3pm SAT 14 NOV SOAS Climate Change And Multinationals – Colombia, Bolivia Grassroots
3pm-6pm School of Oriental and African Studies (SOAS) come to reception and ask for room
University of London Thornhaugh Street, Russell Square, London WC1H 0XG
Isaac Marín in discussion with Cristian Domínguez, who has been at the forefront of environmental justice campaigns in Bolivia, opposing water privatisation and working for the nationalisation of natural resources. The organisation he represents, the CSUTCB, is one of the main social movement organisations which brought president Evo Morales to power.
Organised by Colombia Solidarity Campaign, Latin American Workers Association, Polo Democratico UK and Bolivia Solidarity Campaign.
‘CONSCIENTISATION’ TOUR 10th – 15th November 2009
CLIMATE CHANGE AND MULTINATIONALS – A VIEW FROM THE GRASSROOTS IN COLOMBIA
Isaac Marín is a grass roots campesino leader from Eastern Colombia. His first organisational and political space was with the National Association of Peasant Farmers (ANUC), holding several positions at the regional level for a period of 12 years. He is a founder member of the group Corporación COS-PACC, a civil organisation with national reach since its inception into social and political life 7 years ago. From this space, they contribute to the construction of different political and organizational processes with rural communities, neighbourhoods, student groups, women’s associations, environmentalists, trade unions and organizations defending human rights.
Alongside these movements COS-PACC work to defend their territory and the enforceability of political, social, cultural and environmental rights of the communities and the Colombian people.

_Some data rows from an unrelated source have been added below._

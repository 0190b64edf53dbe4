//! Calendar Gateway HTTP server.
//!
//! Routes inbound requests to the OAuth flow handlers and the calendar
//! proxy handlers.

pub mod calendar_handlers;
pub mod oauth_handlers;

use std::sync::Arc;

use axum::{
    routing::{delete, get, post, put},
    Router,
};
use tokio::net::TcpListener;
use tokio::sync::Mutex;
use tower_http::trace::TraceLayer;
use tracing::info;

use crate::auth::{OAuthClient, OAuthConfig, TokenStore};
use crate::calendar::CalendarClient;
use crate::config::Settings;

/// Application state shared across handlers.
#[derive(Clone)]
pub struct AppState {
    /// OAuth client for the code-exchange and refresh flows.
    pub oauth: OAuthClient,
    /// Downstream calendar API client.
    pub calendar: CalendarClient,
    /// Persisted token record.
    pub token_store: TokenStore,
    /// Serializes the flows that rewrite the token record, so two racing
    /// auth requests cannot interleave their load and save steps.
    pub auth_guard: Arc<Mutex<()>>,
}

impl AppState {
    pub fn new(oauth: OAuthClient, calendar: CalendarClient, token_store: TokenStore) -> Self {
        Self {
            oauth,
            calendar,
            token_store,
            auth_guard: Arc::new(Mutex::new(())),
        }
    }
}

/// Build the service router.
pub fn router(state: Arc<AppState>) -> Router {
    Router::new()
        // Auth flow
        .route("/oauth_redirect", get(oauth_handlers::oauth_redirect))
        .route("/oauth/callback", get(oauth_handlers::oauth_callback))
        .route("/refresh_token", post(oauth_handlers::refresh_token))
        // Calendar proxy
        .route("/create_event", post(calendar_handlers::create_event))
        .route("/allevents", get(calendar_handlers::all_events))
        .route("/events", post(calendar_handlers::get_event))
        .route("/events/update", put(calendar_handlers::update_event))
        .route("/events/delete", delete(calendar_handlers::delete_event))
        // Plain pages
        .route("/index", get(oauth_handlers::index))
        .route("/error", get(oauth_handlers::error_page))
        .layer(TraceLayer::new_for_http())
        .with_state(state)
}

/// Start the HTTP server.
///
/// # Errors
/// Returns an error if the token store location cannot be resolved or the
/// listen address cannot be bound.
pub async fn start_server(settings: Settings) -> anyhow::Result<()> {
    let token_path = match settings.token_file.clone() {
        Some(path) => path,
        None => TokenStore::default_path()?,
    };
    let token_store = TokenStore::new(token_path);
    info!("[OK] Token store ready at: {:?}", token_store.path());

    let oauth = OAuthClient::new(OAuthConfig::from_settings(&settings), token_store.clone());
    let calendar = CalendarClient::graph();
    let state = Arc::new(AppState::new(oauth, calendar, token_store));

    let app = router(state);

    let addr = format!("{}:{}", settings.host, settings.port);
    let listener = TcpListener::bind(&addr).await?;

    info!("[INFO] Calendar Gateway listening on {}", addr);
    info!("[INFO] Available endpoints:");
    info!("  GET    /oauth_redirect   - Redirect to the provider consent screen");
    info!("  GET    /oauth/callback   - Authorization code callback");
    info!("  POST   /refresh_token    - Refresh the stored access token");
    info!("  POST   /create_event     - Create a calendar event");
    info!("  GET    /allevents        - List calendar events");
    info!("  POST   /events           - Fetch a single event");
    info!("  PUT    /events/update    - Apply a partial event update");
    info!("  DELETE /events/delete    - Delete an event");

    axum::serve(listener, app).await?;

    Ok(())
}
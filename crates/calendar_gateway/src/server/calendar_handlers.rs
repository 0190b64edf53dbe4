//! Calendar proxy handlers.
//!
//! Each handler reads the bearer token from the store, forwards one request
//! to the downstream calendar API, and maps the outcome to the endpoint's
//! response envelope. Payloads are opaque beyond the named id fields; any
//! malformation is whatever the downstream API reports.

use std::sync::Arc;

use axum::{
    extract::State,
    http::StatusCode,
    response::{IntoResponse, Response},
    Json,
};
use serde::Deserialize;
use serde_json::{json, Value};
use tracing::error;

use super::AppState;
use crate::error::Error;

/// Read the stored access token or produce the missing-credential response.
fn require_access_token(state: &AppState) -> Result<String, Response> {
    match state.token_store.load().access_token.filter(|t| !t.is_empty()) {
        Some(token) => Ok(token),
        None => Err((
            StatusCode::BAD_REQUEST,
            Json(json!({ "error": "Access token is missing" })),
        )
            .into_response()),
    }
}

/// Map a failed downstream call into the shared forwarding envelope: the
/// downstream status code with its body attached under `response`.
fn forward_failure(action: &str, err: Error) -> Response {
    match err {
        Error::Downstream { status, body } => {
            let status_code = StatusCode::from_u16(status).unwrap_or(StatusCode::BAD_GATEWAY);
            (
                status_code,
                Json(json!({
                    "error": format!("Failed to {}", action),
                    "status_code": status,
                    "response": body,
                })),
            )
                .into_response()
        }
        other => exception_response(other),
    }
}

/// Any unexpected fault surfaces as the generic exception envelope, never a
/// stack trace.
fn exception_response(err: Error) -> Response {
    error!("proxy call failed unexpectedly: {}", err);
    (
        StatusCode::INTERNAL_SERVER_ERROR,
        Json(json!({
            "error": "An exception occurred",
            "message": err.to_string(),
        })),
    )
        .into_response()
}

/// Create a calendar event from the opaque request document.
pub async fn create_event(
    State(state): State<Arc<AppState>>,
    Json(event): Json<Value>,
) -> Response {
    let access_token = match require_access_token(&state) {
        Ok(token) => token,
        Err(response) => return response,
    };

    match state.calendar.create_event(&access_token, &event).await {
        Ok(()) => (
            StatusCode::CREATED,
            Json(json!({ "message": "Event created successfully" })),
        )
            .into_response(),
        Err(Error::Downstream { status, body }) => {
            let description = body
                .get("error")
                .and_then(|e| e.get("message"))
                .and_then(|m| m.as_str())
                .unwrap_or("Unknown error");
            let status_code = StatusCode::from_u16(status).unwrap_or(StatusCode::BAD_GATEWAY);
            (
                status_code,
                Json(json!({
                    "error": "Failed to create event",
                    "description": description,
                })),
            )
                .into_response()
        }
        Err(other) => exception_response(other),
    }
}

/// List all calendar events.
pub async fn all_events(State(state): State<Arc<AppState>>) -> Response {
    let access_token = match require_access_token(&state) {
        Ok(token) => token,
        Err(response) => return response,
    };

    match state.calendar.list_events(&access_token).await {
        Ok(events) => (StatusCode::OK, Json(events)).into_response(),
        Err(err) => forward_failure("fetch events", err),
    }
}

/// Request body naming the event to operate on.
#[derive(Debug, Deserialize)]
pub struct EventIdRequest {
    #[serde(rename = "eventId")]
    pub event_id: String,
}

/// Fetch a single event by id.
pub async fn get_event(
    State(state): State<Arc<AppState>>,
    Json(req): Json<EventIdRequest>,
) -> Response {
    let access_token = match require_access_token(&state) {
        Ok(token) => token,
        Err(response) => return response,
    };

    match state.calendar.get_event(&access_token, &req.event_id).await {
        Ok(event) => (StatusCode::OK, Json(event)).into_response(),
        Err(err) => forward_failure("fetch event", err),
    }
}

/// Request body for a partial event update.
#[derive(Debug, Deserialize)]
pub struct UpdateEventRequest {
    #[serde(rename = "eventId")]
    pub event_id: String,
    #[serde(rename = "updatedEventData")]
    pub updated_event_data: Value,
}

/// Apply a partial update to an event.
pub async fn update_event(
    State(state): State<Arc<AppState>>,
    Json(req): Json<UpdateEventRequest>,
) -> Response {
    let access_token = match require_access_token(&state) {
        Ok(token) => token,
        Err(response) => return response,
    };

    match state
        .calendar
        .update_event(&access_token, &req.event_id, &req.updated_event_data)
        .await
    {
        Ok(()) => (
            StatusCode::OK,
            Json(json!({ "message": "Event updated successfully" })),
        )
            .into_response(),
        Err(err) => forward_failure("update event", err),
    }
}

/// Delete an event. The downstream API answers 204; this surface reports 200.
pub async fn delete_event(
    State(state): State<Arc<AppState>>,
    Json(req): Json<EventIdRequest>,
) -> Response {
    let access_token = match require_access_token(&state) {
        Ok(token) => token,
        Err(response) => return response,
    };

    match state
        .calendar
        .delete_event(&access_token, &req.event_id)
        .await
    {
        Ok(()) => (
            StatusCode::OK,
            Json(json!({ "message": "Event deleted successfully" })),
        )
            .into_response(),
        Err(err) => forward_failure("delete event", err),
    }
}
//! Thin client for the downstream calendar REST API.
//!
//! Payloads are opaque: request documents are forwarded verbatim and
//! response bodies are returned untouched. Each call is single-shot with the
//! transport's default timeouts; a non-expected status comes back as a typed
//! downstream failure carrying the response body.

use serde_json::Value;

use crate::error::{Error, Result};

/// Microsoft Graph base for the signed-in user.
const GRAPH_BASE_URL: &str = "https://graph.microsoft.com/v1.0/me";

#[derive(Clone)]
pub struct CalendarClient {
    http: reqwest::Client,
    base_url: String,
}

impl CalendarClient {
    /// Client against an explicit base URL (tests point this at a mock
    /// server).
    pub fn new(base_url: impl Into<String>) -> Self {
        Self {
            http: reqwest::Client::new(),
            base_url: base_url.into(),
        }
    }

    /// Client against the production Graph endpoint.
    pub fn graph() -> Self {
        Self::new(GRAPH_BASE_URL)
    }

    /// Create a calendar event from the opaque document. Ok on 201.
    pub async fn create_event(&self, access_token: &str, event: &Value) -> Result<()> {
        let response = self
            .http
            .post(format!("{}/calendar/events", self.base_url))
            .header("Authorization", format!("Bearer {}", access_token))
            .json(event)
            .send()
            .await?;

        match response.status().as_u16() {
            201 => Ok(()),
            status => Err(downstream_error(status, response).await),
        }
    }

    /// Fetch the event collection; returns the `value` array verbatim.
    pub async fn list_events(&self, access_token: &str) -> Result<Value> {
        let response = self
            .http
            .get(format!("{}/calendar/events", self.base_url))
            .header("Authorization", format!("Bearer {}", access_token))
            .send()
            .await?;

        match response.status().as_u16() {
            200 => {
                let body: Value = response.json().await?;
                body.get("value")
                    .cloned()
                    .ok_or_else(|| Error::Internal("events response missing 'value'".to_string()))
            }
            status => Err(downstream_error(status, response).await),
        }
    }

    /// Fetch a single event by id; returns the JSON body verbatim.
    pub async fn get_event(&self, access_token: &str, event_id: &str) -> Result<Value> {
        let response = self
            .http
            .get(format!("{}/events/{}", self.base_url, event_id))
            .header("Authorization", format!("Bearer {}", access_token))
            .send()
            .await?;

        match response.status().as_u16() {
            200 => Ok(response.json().await?),
            status => Err(downstream_error(status, response).await),
        }
    }

    /// Apply a partial update (PATCH semantics) to an event. Ok on 200.
    pub async fn update_event(
        &self,
        access_token: &str,
        event_id: &str,
        patch: &Value,
    ) -> Result<()> {
        let response = self
            .http
            .patch(format!("{}/events/{}", self.base_url, event_id))
            .header("Authorization", format!("Bearer {}", access_token))
            .json(patch)
            .send()
            .await?;

        match response.status().as_u16() {
            200 => Ok(()),
            status => Err(downstream_error(status, response).await),
        }
    }

    /// Delete an event. The API answers 204 on success.
    pub async fn delete_event(&self, access_token: &str, event_id: &str) -> Result<()> {
        let response = self
            .http
            .delete(format!("{}/events/{}", self.base_url, event_id))
            .header("Authorization", format!("Bearer {}", access_token))
            .send()
            .await?;

        match response.status().as_u16() {
            204 => Ok(()),
            status => Err(downstream_error(status, response).await),
        }
    }
}

/// Capture a non-expected downstream response as a typed failure, preserving
/// the body as JSON when it parses and as a raw string otherwise.
async fn downstream_error(status: u16, response: reqwest::Response) -> Error {
    let text = response.text().await.unwrap_or_default();
    let body = serde_json::from_str::<Value>(&text).unwrap_or(Value::String(text));
    Error::Downstream { status, body }
}
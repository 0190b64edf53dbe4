//! OAuth client for the Microsoft identity platform.
//!
//! Two terminal operations against the provider's token endpoint: the
//! authorization-code exchange and the refresh-token exchange. Both are pure
//! request/response with no retry; a non-200 surfaces immediately as a typed
//! failure and the caller decides the user-facing response.

use serde::Deserialize;
use tracing::{info, warn};
use url::Url;

use super::token_store::TokenStore;
use crate::config::Settings;
use crate::error::{Error, Result};

/// Fixed anti-forgery value carried through the consent round-trip.
const OAUTH_STATE: &str = "outlookcalendarsync";

/// Microsoft identity platform endpoints for consumer accounts.
const AUTHORIZE_URL: &str = "https://login.microsoftonline.com/consumers/oauth2/v2.0/authorize";
const TOKEN_URL: &str = "https://login.microsoftonline.com/consumers/oauth2/v2.0/token";

/// OAuth provider configuration.
///
/// Endpoint URLs are plain fields so tests can point the client at a local
/// mock server.
#[derive(Debug, Clone)]
pub struct OAuthConfig {
    pub client_id: String,
    pub client_secret: String,
    pub scopes: String,
    pub redirect_uri: String,
    pub authorize_url: String,
    pub token_url: String,
}

impl OAuthConfig {
    /// Provider configuration from runtime settings, using the Microsoft
    /// consumers endpoints.
    pub fn from_settings(settings: &Settings) -> Self {
        Self {
            client_id: settings.client_id.clone(),
            client_secret: settings.client_secret.clone(),
            scopes: settings.scopes.clone(),
            redirect_uri: settings.redirect_url.clone(),
            authorize_url: AUTHORIZE_URL.to_string(),
            token_url: TOKEN_URL.to_string(),
        }
    }
}

/// Token response body from the provider's token endpoint.
#[derive(Debug, Deserialize)]
struct TokenResponse {
    access_token: String,
    refresh_token: Option<String>,
}

/// Result of a successful authorization-code exchange. Transient; persisted
/// only through the token store.
#[derive(Debug, Clone)]
pub struct AuthorizationResult {
    pub access_token: String,
    pub refresh_token: String,
}

/// Client for the authorization-code and refresh-token flows.
///
/// Holds no state of its own beyond the shared HTTP client; successful
/// exchanges are persisted through the token store before returning.
#[derive(Clone)]
pub struct OAuthClient {
    config: OAuthConfig,
    store: TokenStore,
    http: reqwest::Client,
}

impl OAuthClient {
    pub fn new(config: OAuthConfig, store: TokenStore) -> Self {
        Self {
            config,
            store,
            http: reqwest::Client::new(),
        }
    }

    /// Build the provider consent URL.
    pub fn authorization_url(&self) -> String {
        let mut url = Url::parse(&self.config.authorize_url).expect("Invalid authorize URL");

        url.query_pairs_mut()
            .append_pair("scope", &self.config.scopes)
            .append_pair("response_type", "code")
            .append_pair("response_mode", "query")
            .append_pair("state", OAUTH_STATE)
            .append_pair("redirect_uri", &self.config.redirect_uri)
            .append_pair("client_id", &self.config.client_id);

        url.to_string()
    }

    /// Exchange an authorization code for an access/refresh token pair.
    ///
    /// On success both tokens are persisted before returning. Authorization
    /// codes are single-use: a failed exchange is surfaced immediately and
    /// must not be retried with the same code.
    pub async fn exchange_code(&self, code: &str) -> Result<AuthorizationResult> {
        let form = [
            ("client_id", self.config.client_id.as_str()),
            ("scope", self.config.scopes.as_str()),
            ("redirect_uri", self.config.redirect_uri.as_str()),
            ("code", code),
            ("grant_type", "authorization_code"),
            ("client_secret", self.config.client_secret.as_str()),
        ];

        let response = self
            .http
            .post(&self.config.token_url)
            .form(&form)
            .send()
            .await?;

        if !response.status().is_success() {
            let status = response.status().as_u16();
            let body = response.text().await.unwrap_or_default();
            warn!("authorization code exchange rejected: HTTP {}", status);
            return Err(Error::TokenExchange { status, body });
        }

        let tokens: TokenResponse = response.json().await?;
        let refresh_token = tokens.refresh_token.ok_or_else(|| Error::TokenExchange {
            status: 200,
            body: "token response missing refresh_token".to_string(),
        })?;

        self.store.save(&tokens.access_token, &refresh_token)?;
        info!("authorization code exchanged, tokens persisted");

        Ok(AuthorizationResult {
            access_token: tokens.access_token,
            refresh_token,
        })
    }

    /// Obtain a new access token from a refresh token.
    ///
    /// The provider may rotate the refresh token on use: when the response
    /// carries a new one it is persisted, otherwise the presented token is
    /// kept.
    pub async fn refresh(&self, refresh_token: &str) -> Result<String> {
        let form = [
            ("client_id", self.config.client_id.as_str()),
            ("scope", self.config.scopes.as_str()),
            ("refresh_token", refresh_token),
            ("grant_type", "refresh_token"),
            ("client_secret", self.config.client_secret.as_str()),
        ];

        let response = self
            .http
            .post(&self.config.token_url)
            .form(&form)
            .send()
            .await?;

        if !response.status().is_success() {
            let status = response.status().as_u16();
            let text = response.text().await.unwrap_or_default();
            // Prefer the provider's structured error body when it parses.
            let body = match serde_json::from_str::<serde_json::Value>(&text) {
                Ok(parsed) => parsed.to_string(),
                Err(_) => text,
            };
            warn!("refresh token exchange rejected: HTTP {}", status);
            return Err(Error::Refresh { status, body });
        }

        let tokens: TokenResponse = response.json().await?;
        let kept_refresh = tokens.refresh_token.as_deref().unwrap_or(refresh_token);

        self.store.save(&tokens.access_token, kept_refresh)?;
        info!("access token refreshed");

        Ok(tokens.access_token)
    }
}

#[cfg(test)]
mod tests {
    use super::*;
    use crate::auth::token_store::TokenRecord;
    use mockito::{Matcher, Server};
    use tempfile::tempdir;

    fn test_config(token_url: String) -> OAuthConfig {
        OAuthConfig {
            client_id: "client-id".to_string(),
            client_secret: "client-secret".to_string(),
            scopes: "Calendars.ReadWrite offline_access".to_string(),
            redirect_uri: "http://localhost:8000/oauth/callback".to_string(),
            authorize_url: AUTHORIZE_URL.to_string(),
            token_url,
        }
    }

    fn test_store() -> (tempfile::TempDir, TokenStore) {
        let dir = tempdir().unwrap();
        let store = TokenStore::new(dir.path().join("tokens.json"));
        (dir, store)
    }

    #[test]
    fn authorization_url_carries_fixed_state() {
        let (_dir, store) = test_store();
        let client = OAuthClient::new(test_config("http://unused.invalid/token".into()), store);

        let url = client.authorization_url();

        assert!(url.starts_with(AUTHORIZE_URL));
        assert!(url.contains("response_type=code"));
        assert!(url.contains("response_mode=query"));
        assert!(url.contains("state=outlookcalendarsync"));
        assert!(url.contains("client_id=client-id"));
    }

    #[tokio::test]
    async fn exchange_code_persists_tokens_on_success() {
        let mut server = Server::new_async().await;
        let mock = server
            .mock("POST", "/token")
            .match_body(Matcher::AllOf(vec![
                Matcher::UrlEncoded("grant_type".into(), "authorization_code".into()),
                Matcher::UrlEncoded("code".into(), "code1".into()),
                Matcher::UrlEncoded("client_id".into(), "client-id".into()),
            ]))
            .with_status(200)
            .with_header("content-type", "application/json")
            .with_body(r#"{"access_token":"A","refresh_token":"R","expires_in":3600}"#)
            .create_async()
            .await;

        let (_dir, store) = test_store();
        let client = OAuthClient::new(test_config(server.url() + "/token"), store.clone());

        let result = client.exchange_code("code1").await.unwrap();
        mock.assert_async().await;

        assert_eq!(result.access_token, "A");
        assert_eq!(result.refresh_token, "R");

        let record = store.load();
        assert_eq!(record.access_token.as_deref(), Some("A"));
        assert_eq!(record.refresh_token.as_deref(), Some("R"));
    }

    #[tokio::test]
    async fn exchange_code_failure_leaves_store_untouched() {
        let mut server = Server::new_async().await;
        server
            .mock("POST", "/token")
            .with_status(400)
            .with_header("content-type", "application/json")
            .with_body(r#"{"error":"invalid_grant"}"#)
            .create_async()
            .await;

        let (_dir, store) = test_store();
        let client = OAuthClient::new(test_config(server.url() + "/token"), store.clone());

        let err = client.exchange_code("used-code").await.unwrap_err();
        match err {
            Error::TokenExchange { status, body } => {
                assert_eq!(status, 400);
                assert!(body.contains("invalid_grant"));
            }
            other => panic!("expected TokenExchange error, got {:?}", other),
        }

        assert_eq!(store.load(), TokenRecord::default());
    }

    #[tokio::test]
    async fn refresh_keeps_presented_token_when_not_rotated() {
        let mut server = Server::new_async().await;
        server
            .mock("POST", "/token")
            .match_body(Matcher::AllOf(vec![
                Matcher::UrlEncoded("grant_type".into(), "refresh_token".into()),
                Matcher::UrlEncoded("refresh_token".into(), "R".into()),
            ]))
            .with_status(200)
            .with_header("content-type", "application/json")
            .with_body(r#"{"access_token":"A2"}"#)
            .create_async()
            .await;

        let (_dir, store) = test_store();
        let client = OAuthClient::new(test_config(server.url() + "/token"), store.clone());

        let access = client.refresh("R").await.unwrap();
        assert_eq!(access, "A2");

        let record = store.load();
        assert_eq!(record.access_token.as_deref(), Some("A2"));
        assert_eq!(record.refresh_token.as_deref(), Some("R"));
    }

    #[tokio::test]
    async fn refresh_persists_rotated_refresh_token() {
        let mut server = Server::new_async().await;
        server
            .mock("POST", "/token")
            .with_status(200)
            .with_header("content-type", "application/json")
            .with_body(r#"{"access_token":"A2","refresh_token":"R2"}"#)
            .create_async()
            .await;

        let (_dir, store) = test_store();
        let client = OAuthClient::new(test_config(server.url() + "/token"), store.clone());

        client.refresh("R").await.unwrap();

        let record = store.load();
        assert_eq!(record.refresh_token.as_deref(), Some("R2"));
    }

    #[tokio::test]
    async fn refresh_failure_carries_provider_body() {
        let mut server = Server::new_async().await;
        server
            .mock("POST", "/token")
            .with_status(400)
            .with_header("content-type", "application/json")
            .with_body(r#"{"error":"invalid_grant","error_description":"expired"}"#)
            .create_async()
            .await;

        let (_dir, store) = test_store();
        let client = OAuthClient::new(test_config(server.url() + "/token"), store.clone());

        let err = client.refresh("stale").await.unwrap_err();
        match err {
            Error::Refresh { status, body } => {
                assert_eq!(status, 400);
                assert!(body.contains("invalid_grant"));
            }
            other => panic!("expected Refresh error, got {:?}", other),
        }

        // Failed refresh leaves whatever was stored before.
        assert_eq!(store.load(), TokenRecord::default());
    }
}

World leaders and activists are preparing to descend on Copenhagen to discuss climate change, but have we fully understood its structural causes? Colombian social movements argue that multinational oil and mining corporations, especially BP and other British based companies, have destroyed their environment, their human rights and social fabric. This raises vital questions linking environmental justice with international solidarity.
As Colombian communities struggle to defend their territories against corporate plunder, what can be done to build links with those affected by the seemingly unquenchable thirst for profit? How can corporations like BP be made accountable? And how do we connect our common concern to stop climate disaster with the issue of the global North’s ecological debt to the South?